TASK BRIEF — Write the entries below out again in full. Match every character.

RAW DATA —
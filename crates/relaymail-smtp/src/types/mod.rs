//! Core SMTP types.

mod address;
mod capabilities;
mod extension;
mod reply;

pub use address::Address;
pub use capabilities::Capabilities;
pub use extension::{AuthMechanism, Extension};
pub use reply::{Class, Reply, ReplyCode};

RESPONSE TO THE TASK —
filename crates/relaymail-smtp/src/types/mod.rs
//! Core SMTP types.

mod address;
mod capabilities;
mod extension;
mod reply;

pub use address::Address;
pub use capabilities::Capabilities;
pub use extension::{AuthMechanism, Extension};
pub use reply::{Class, Reply, ReplyCode};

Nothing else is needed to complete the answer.